══ Task material

use super::latitudes::ReducedLatitude;
use super::*;
use crate::math::taylor::horner;
use crate::Direction;
use crate::GeodesicOptions;
use log::trace;
use log::warn;
use std::f64::consts::PI;

/// Points closer than this on the auxiliary sphere (radians, ~6 µm on
/// the earth) are coincident.
pub(crate) const COINCIDENCE: f64 = 1e-12;

/// Below this value of cos²α, the geodesic runs along the equator.
const EQUATORIAL: f64 = 1e-15;

/// One degree, in radians: the slack allowed when flagging points
/// as near-antipodal in convergence diagnostics.
const NEAR_ANTIPODAL: f64 = 0.017_453_292_519_943_295;

/// Solution of the inverse geodesic problem. Angles in radians.
#[derive(Clone, Copy, Debug, PartialEq)]
pub(crate) struct InverseSolution {
    pub distance: f64,
    pub azimuth1: f64,
    pub azimuth2: f64,
    pub iterations: usize,
}

/// Solution of the direct geodesic problem. Angles in radians.
#[derive(Clone, Copy, Debug, PartialEq)]
pub(crate) struct DirectSolution {
    pub latitude: f64,
    pub longitude_delta: f64,
    pub azimuth2: f64,
    pub iterations: usize,
}

/// The geodesic, as seen on the auxiliary sphere
#[derive(Clone, Copy, Debug, PartialEq)]
pub(crate) struct Auxiliary {
    /// σ, the angular length of the geodesic, with its sine and cosine
    pub ss: f64,
    pub sssin: f64,
    pub sscos: f64,
    /// α, the azimuth of the geodesic at the equator: sin α and cos²α
    pub aasin: f64,
    pub aacos2: f64,
    /// cos 2σₘ, where σₘ is the angular distance from the equator to the midpoint
    pub ssmx2cos: f64,
}

/// The two forms of the λ update in the inverse iteration
#[derive(Clone, Copy, Debug, PartialEq, Eq)]
pub(crate) enum Path {
    /// cos²α ≈ 0: The geodesic follows the equator, and cos 2σₘ is undefined
    Equatorial,
    General,
}

/// One round of the inverse iteration: the auxiliary sphere quantities
/// for the current λ, and the next estimate of λ
#[derive(Clone, Copy, Debug, PartialEq)]
pub(crate) struct InverseStep {
    pub path: Path,
    pub aux: Auxiliary,
    pub lambda: f64,
}

// ----- Geodesics -------------------------------------------------------------
impl Ellipsoid {
    /// For general geodesics, we use the algorithm by Vincenty
    /// ([1975](crate::Bibliography::Vin75)).
    /// The Vincenty algorithm is relatively simple to implement, but for near-antipodal
    /// cases, it suffers from lack of convergence and loss of accuracy. Lack
    /// of convergence is reported as [`Error::Convergence`](crate::Error::Convergence).
    ///
    /// Karney ([2012](crate::Bibliography::Kar12), [2013](crate::Bibliography::Kar13))
    /// presented an algorithm which is exact to machine precision, and converges everywhere.
    ///
    /// `latitude` and `azimuth` in radians, `distance` in meters. The
    /// longitude of the destination is returned relative to the origin.
    #[allow(non_snake_case)] // make it possible to mimic math notation from Vincenty's paper
    pub(crate) fn geodesic_fwd(
        &self,
        latitude: f64,
        azimuth: f64,
        distance: f64,
        options: &GeodesicOptions,
    ) -> Result<DirectSolution, Error> {
        // The latitude of P1 projected onto the auxiliary sphere
        let u1 = self.reduced_latitude_trig(latitude);

        // σ_1, here ss1, is the angular distance on the aux sphere from P1 to equator
        let (azisin, azicos) = azimuth.sin_cos();
        let ss1 = u1.tan.atan2(azicos);

        // α, the forward azimuth of the geodesic at equator
        let aasin = u1.cos * azisin;
        let mut aacos2 = 1. - aasin * aasin;
        let (A, B) = if aacos2 < EQUATORIAL {
            aacos2 = 0.;
            (1., 0.)
        } else {
            self.vincenty_a_b(aacos2)
        };

        // Initial estimate for σ, the angular distance on the auxiliary sphere
        let ss0 = distance / (self.b * A);
        let mut ss = ss0;
        let mut iterations = 0_usize;

        loop {
            if iterations >= options.max_iterations {
                warn!("Vincenty direct: no convergence after {iterations} iterations");
                return Err(Error::Convergence {
                    direction: Direction::Fwd,
                    last: ss,
                    iterations,
                    near_antipodal: false,
                });
            }
            iterations += 1;

            // 2σ_m, where σ_m is the latitude of the midpoint on the aux sphere
            let (sssin, sscos) = ss.sin_cos();
            let aux = Auxiliary {
                ss,
                sssin,
                sscos,
                aasin,
                aacos2,
                ssmx2cos: (2. * ss1 + ss).cos(),
            };
            let next = ss0 + sigma_correction(B, &aux);

            // Stop criterion: Last update of σ made little difference
            let delta = (next - ss).abs();
            ss = next;
            if delta < options.tolerance {
                break;
            }
        }

        let (sssin, sscos) = ss.sin_cos();
        let aux = Auxiliary {
            ss,
            sssin,
            sscos,
            aasin,
            aacos2,
            ssmx2cos: (2. * ss1 + ss).cos(),
        };

        // Latitude of destination
        let t = u1.sin * sssin - u1.cos * sscos * azicos;
        let latitude = (u1.sin * sscos + u1.cos * sssin * azicos)
            .atan2((1. - self.f) * aasin.hypot(t));

        // Longitude of destination, relative to the origin
        let ll = (sssin * azisin).atan2(u1.cos * sscos - u1.sin * sssin * azicos);
        let longitude_delta = ll - self.longitude_correction(&aux);

        // Return azimuth
        let azimuth2 = aasin.atan2(-t);

        trace!("Vincenty direct: converged after {iterations} iterations");
        Ok(DirectSolution {
            latitude,
            longitude_delta,
            azimuth2,
            iterations,
        })
    }

    /// See [`geodesic_fwd`](crate::Ellipsoid::geodesic_fwd)
    ///
    /// `lat1`, `lat2` and the longitude difference `dlon` in radians.
    /// For nearly antipodal points, λ may oscillate rather than converge
    /// ([Vincenty, 1976](crate::Bibliography::Vin76)). Then the error
    /// reports whether the points were within a degree of being antipodal.
    /// Coincident points are reported as
    /// [`Error::CoincidentPoints`](crate::Error::CoincidentPoints) before any
    /// iteration is attempted: their azimuths are undefined.
    #[allow(non_snake_case)] // allow math-like notation
    pub(crate) fn geodesic_inv(
        &self,
        lat1: f64,
        lat2: f64,
        dlon: f64,
        options: &GeodesicOptions,
    ) -> Result<InverseSolution, Error> {
        let u1 = self.reduced_latitude_trig(lat1);
        let u2 = self.reduced_latitude_trig(lat2);
        let L = dlon;

        // Initial estimate for λ, the longitude on the auxiliary sphere, is L
        let mut step = self.inverse_step(&u1, &u2, L, L);

        let dU = (u2.tan.atan() - u1.tan.atan()).abs();
        let same_spot = step.aux.sssin < COINCIDENCE && step.aux.sscos > 0.;
        if (dU < COINCIDENCE && L.abs() < COINCIDENCE) || same_spot {
            return Err(Error::CoincidentPoints(format!(
                "latitudes {} and {}, longitude difference {} [deg]",
                lat1.to_degrees(),
                lat2.to_degrees(),
                L.to_degrees()
            )));
        }

        let mut lambda = L;
        let mut iterations = 1_usize;
        loop {
            let delta = (step.lambda - lambda).abs();
            lambda = step.lambda;
            if delta < options.tolerance {
                break;
            }
            if iterations >= options.max_iterations {
                let near_antipodal = (lat1 + lat2).abs() < NEAR_ANTIPODAL
                    && PI - angular::normalize_symmetric(L).abs() < NEAR_ANTIPODAL;
                warn!(
                    "Vincenty inverse: no convergence after {iterations} iterations{}",
                    if near_antipodal { " (near-antipodal points)" } else { "" }
                );
                return Err(Error::Convergence {
                    direction: Direction::Inv,
                    last: lambda,
                    iterations,
                    near_antipodal,
                });
            }
            step = self.inverse_step(&u1, &u2, L, lambda);
            iterations += 1;
        }

        // The difference between the dist on the aux sphere and on the ellipsoid.
        let aux = step.aux;
        let (A, B) = self.vincenty_a_b(aux.aacos2);
        let dss = sigma_correction(B, &aux);

        // Distance, forward azimuth, return azimuth
        let distance = self.b * A * (aux.ss - dss);
        let (llsin, llcos) = lambda.sin_cos();
        let azimuth1 = (u2.cos * llsin).atan2(u1.cos * u2.sin - u1.sin * u2.cos * llcos);
        let azimuth2 = (u1.cos * llsin).atan2(-u1.sin * u2.cos + u1.cos * u2.sin * llcos);

        trace!(
            "Vincenty inverse: converged after {iterations} iterations ({:?})",
            step.path
        );
        Ok(InverseSolution {
            distance,
            azimuth1,
            azimuth2,
            iterations,
        })
    }

    /// One round of the inverse fixed point iteration: Evaluate the
    /// auxiliary sphere quantities for the current estimate, `lambda`,
    /// and from those, the next estimate.
    #[allow(non_snake_case)]
    pub(crate) fn inverse_step(
        &self,
        u1: &ReducedLatitude,
        u2: &ReducedLatitude,
        L: f64,
        lambda: f64,
    ) -> InverseStep {
        // σ, the angular separation between the points
        let (llsin, llcos) = lambda.sin_cos();
        let sssin = (u2.cos * llsin).hypot(u1.cos * u2.sin - u2.cos * u1.sin * llcos);
        let sscos = u1.sin * u2.sin + u1.cos * u2.cos * llcos;
        let ss = sssin.atan2(sscos);

        // α, the forward azimuth of the geodesic at equator
        let aasin = u1.cos * u2.cos * llsin / sssin;
        let aacos2 = 1. - aasin * aasin;

        if aacos2.abs() < EQUATORIAL {
            let aux = Auxiliary {
                ss,
                sssin,
                sscos,
                aasin,
                aacos2: 0.,
                ssmx2cos: 0.,
            };
            return InverseStep {
                path: Path::Equatorial,
                aux,
                lambda: self.lambda_equatorial(L, &aux),
            };
        }

        // cosine of 2 times σ_m, the angular separation from the midpoint to the equator
        let aux = Auxiliary {
            ss,
            sssin,
            sscos,
            aasin,
            aacos2,
            ssmx2cos: sscos - 2. * u1.sin * u2.sin / aacos2,
        };
        InverseStep {
            path: Path::General,
            aux,
            lambda: self.lambda_general(L, &aux),
        }
    }

    /// The λ update along the equator, where C and cos 2σₘ vanish
    #[allow(non_snake_case)]
    pub(crate) fn lambda_equatorial(&self, L: f64, aux: &Auxiliary) -> f64 {
        L + self.f * aux.aasin * aux.ss
    }

    /// The λ update for all other geodesics
    #[allow(non_snake_case)]
    pub(crate) fn lambda_general(&self, L: f64, aux: &Auxiliary) -> f64 {
        L + self.longitude_correction(aux)
    }

    /// The difference between the longitude on the auxiliary sphere
    /// and on the ellipsoid
    #[allow(non_snake_case)]
    fn longitude_correction(&self, aux: &Auxiliary) -> f64 {
        let f = self.f;
        let ssmx2cos = aux.ssmx2cos;
        let C = (4. + f * (4. - 3. * aux.aacos2)) * f * aux.aacos2 / 16.;
        let cos_term = C * aux.sscos * (-1. + 2. * ssmx2cos * ssmx2cos);
        (1. - C) * f * aux.aasin * (aux.ss + C * aux.sssin * (ssmx2cos + cos_term))
    }

    /// Vincenty's A and B, from u² = cos²α · e'²
    #[allow(non_snake_case)]
    fn vincenty_a_b(&self, aacos2: f64) -> (f64, f64) {
        let us = aacos2 * self.second_eccentricity_squared();
        let A = horner(us, &[16384., 4096., -768., 320., -175.]) / 16384.;
        let B = horner(us, &[0., 256., -128., 74., -47.]) / 1024.;
        (A, B)
    }
}

/// Δσ, the correction from the angular distance on the auxiliary sphere
/// to the (normalized) distance on the ellipsoid
#[allow(non_snake_case)]
fn sigma_correction(B: f64, aux: &Auxiliary) -> f64 {
    let (sssin, sscos, ssmx2cos) = (aux.sssin, aux.sscos, aux.ssmx2cos);
    let t1 = -1. + 2. * ssmx2cos * ssmx2cos;
    let t2 = -3. + 4. * sssin * sssin;
    let t3 = -3. + 4. * ssmx2cos * ssmx2cos;
    B * sssin * (ssmx2cos + B / 4. * (sscos * t1 - B / 6. * ssmx2cos * t2 * t3))
}

// ----- Tests ---------------------------------------------------------------------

════

_Problem details_: Take each line above that contains "horner" and copy it out.

_Written answer_:
use crate::math::taylor::horner;
        let A = horner(us, &[16384., 4096., -768., 320., -175.]) / 16384.;
        let B = horner(us, &[0., 256., -128., 74., -47.]) / 1024.;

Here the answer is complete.